use crate::error::ManifestError;
use log::debug;
use serde::Deserialize;
use serde_json::error::Category;
use std::fs;
use std::path::{Path, PathBuf};

pub const MANIFEST_FILE_NAME: &str = "index.json";

/// Project configuration read from `index.json`.
///
/// Every field is optional. After [`Manifest::load`] the `input` and `output`
/// paths are resolved against the manifest's own directory.
#[derive(Debug, Clone, PartialEq, Eq, Deserialize)]
#[serde(default)]
pub struct Manifest {
    pub input: PathBuf,
    pub output: PathBuf,
    pub ignore: Vec<String>,
    /// Indent output JSON with two spaces. `format` is the older name.
    #[serde(alias = "format")]
    pub pretty: bool,
}

impl Default for Manifest {
    fn default() -> Self {
        Self {
            input: PathBuf::from("./"),
            output: PathBuf::from("./"),
            ignore: Vec::new(),
            pretty: false,
        }
    }
}

impl Manifest {
    /// Reads, validates and resolves the manifest at `path`.
    ///
    /// # Errors
    /// Fails when the file is not named `index.json`, cannot be read, is not
    /// JSON, or does not fit the schema.
    pub fn load(path: impl AsRef<Path>) -> Result<Self, ManifestError> {
        let path = path.as_ref();
        if path.file_name().map_or(true, |name| name != MANIFEST_FILE_NAME) {
            return Err(ManifestError::WrongFileName {
                path: path.to_path_buf(),
            });
        }

        let text = fs::read_to_string(path).map_err(|source| ManifestError::NotFound {
            path: path.to_path_buf(),
            source,
        })?;
        let manifest = Self::from_json(&text, path)?;

        let base = path.parent().unwrap_or_else(|| Path::new("."));
        Ok(manifest.resolve_paths(base))
    }

    /// Parses manifest JSON without touching the file system. `path` is only
    /// used in errors.
    pub fn from_json(text: &str, path: &Path) -> Result<Self, ManifestError> {
        serde_json::from_str(text).map_err(|source| match source.classify() {
            Category::Data => ManifestError::Schema {
                path: path.to_path_buf(),
                source,
            },
            _ => ManifestError::Syntax {
                path: path.to_path_buf(),
                source,
            },
        })
    }

    fn resolve_paths(mut self, base: &Path) -> Self {
        self.input = base.join(&self.input);
        self.output = base.join(&self.output);
        self
    }

    /// Immediate subdirectories of `input` that take part in a merge, sorted
    /// by name. Hidden folders and folders listed in `ignore` are skipped.
    ///
    /// # Errors
    /// Fails when `input` cannot be listed.
    pub fn folders(&self) -> Result<Vec<String>, ManifestError> {
        let io_error = |source: std::io::Error| ManifestError::Io {
            path: self.input.clone(),
            source,
        };

        let mut folders = Vec::new();
        for entry in fs::read_dir(&self.input).map_err(io_error)? {
            let entry = entry.map_err(io_error)?;
            if !entry.path().is_dir() {
                continue;
            }
            let name = entry.file_name().to_string_lossy().into_owned();
            if name.starts_with('.') || self.ignore.contains(&name) {
                debug!("skipping folder {name}");
                continue;
            }
            folders.push(name);
        }
        folders.sort();
        Ok(folders)
    }
}

#[cfg(test)]
mod tests {
    use super::*;
    use tempfile::tempdir;

    fn from_json(text: &str) -> Result<Manifest, ManifestError> {
        Manifest::from_json(text, Path::new("index.json"))
    }

    #[test]
    fn test_defaults() {
        assert_eq!(from_json("{}").unwrap(), Manifest::default());
    }

    #[test]
    fn test_all_fields() {
        let manifest =
            from_json(r#"{"input":"./src","output":"./dist","ignore":["drafts"],"pretty":true}"#)
                .unwrap();
        assert_eq!(manifest.input, PathBuf::from("./src"));
        assert_eq!(manifest.output, PathBuf::from("./dist"));
        assert_eq!(manifest.ignore, vec!["drafts"]);
        assert!(manifest.pretty);
    }

    #[test]
    fn test_format_alias() {
        assert!(from_json(r#"{"format":true}"#).unwrap().pretty);
    }

    #[test]
    fn test_schema_error() {
        assert!(matches!(
            from_json(r#"{"ignore":"drafts"}"#),
            Err(ManifestError::Schema { .. })
        ));
        assert!(matches!(
            from_json(r#"{"pretty":"yes"}"#),
            Err(ManifestError::Schema { .. })
        ));
    }

    #[test]
    fn test_syntax_error() {
        assert!(matches!(
            from_json(r#"{"input": "#),
            Err(ManifestError::Syntax { .. })
        ));
        assert!(matches!(
            from_json("not json"),
            Err(ManifestError::Syntax { .. })
        ));
    }

    #[test]
    fn test_wrong_file_name() {
        assert!(matches!(
            Manifest::load("project/config.json"),
            Err(ManifestError::WrongFileName { .. })
        ));
    }

    #[test]
    fn test_missing_manifest() {
        let dir = tempdir().unwrap();
        assert!(matches!(
            Manifest::load(dir.path().join("index.json")),
            Err(ManifestError::NotFound { .. })
        ));
    }

    #[test]
    fn test_paths_resolve_against_manifest_dir() {
        let dir = tempdir().unwrap();
        let path = dir.path().join("index.json");
        fs::write(&path, r#"{"input":"src","output":"dist"}"#).unwrap();
        let manifest = Manifest::load(&path).unwrap();
        assert_eq!(manifest.input, dir.path().join("src"));
        assert_eq!(manifest.output, dir.path().join("dist"));
    }

    #[test]
    fn test_folders_are_filtered_and_sorted() {
        let dir = tempdir().unwrap();
        for name in ["ja", "en", "drafts", ".git"] {
            fs::create_dir(dir.path().join(name)).unwrap();
        }
        fs::write(dir.path().join("notes.txt"), "").unwrap();

        let manifest = Manifest {
            input: dir.path().to_path_buf(),
            ignore: vec!["drafts".to_string()],
            ..Manifest::default()
        };
        assert_eq!(manifest.folders().unwrap(), vec!["en", "ja"]);
    }
}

........

_EXERCISE DIRECTIONS_
Give back every line from the beginning of the records through the line holding "let manifest = Self::from_json(&text, path)?;", exactly as it reads, and leave out the rest.

_EXERCISE SOLUTION_
use crate::error::ManifestError;
use log::debug;
use serde::Deserialize;
use serde_json::error::Category;
use std::fs;
use std::path::{Path, PathBuf};

pub const MANIFEST_FILE_NAME: &str = "index.json";

/// Project configuration read from `index.json`.
///
/// Every field is optional. After [`Manifest::load`] the `input` and `output`
/// paths are resolved against the manifest's own directory.
#[derive(Debug, Clone, PartialEq, Eq, Deserialize)]
#[serde(default)]
pub struct Manifest {
    pub input: PathBuf,
    pub output: PathBuf,
    pub ignore: Vec<String>,
    /// Indent output JSON with two spaces. `format` is the older name.
    #[serde(alias = "format")]
    pub pretty: bool,
}

impl Default for Manifest {
    fn default() -> Self {
        Self {
            input: PathBuf::from("./"),
            output: PathBuf::from("./"),
            ignore: Vec::new(),
            pretty: false,
        }
    }
}

impl Manifest {
    /// Reads, validates and resolves the manifest at `path`.
    ///
    /// # Errors
    /// Fails when the file is not named `index.json`, cannot be read, is not
    /// JSON, or does not fit the schema.
    pub fn load(path: impl AsRef<Path>) -> Result<Self, ManifestError> {
        let path = path.as_ref();
        if path.file_name().map_or(true, |name| name != MANIFEST_FILE_NAME) {
            return Err(ManifestError::WrongFileName {
                path: path.to_path_buf(),
            });
        }

        let text = fs::read_to_string(path).map_err(|source| ManifestError::NotFound {
            path: path.to_path_buf(),
            source,
        })?;
        let manifest = Self::from_json(&text, path)?;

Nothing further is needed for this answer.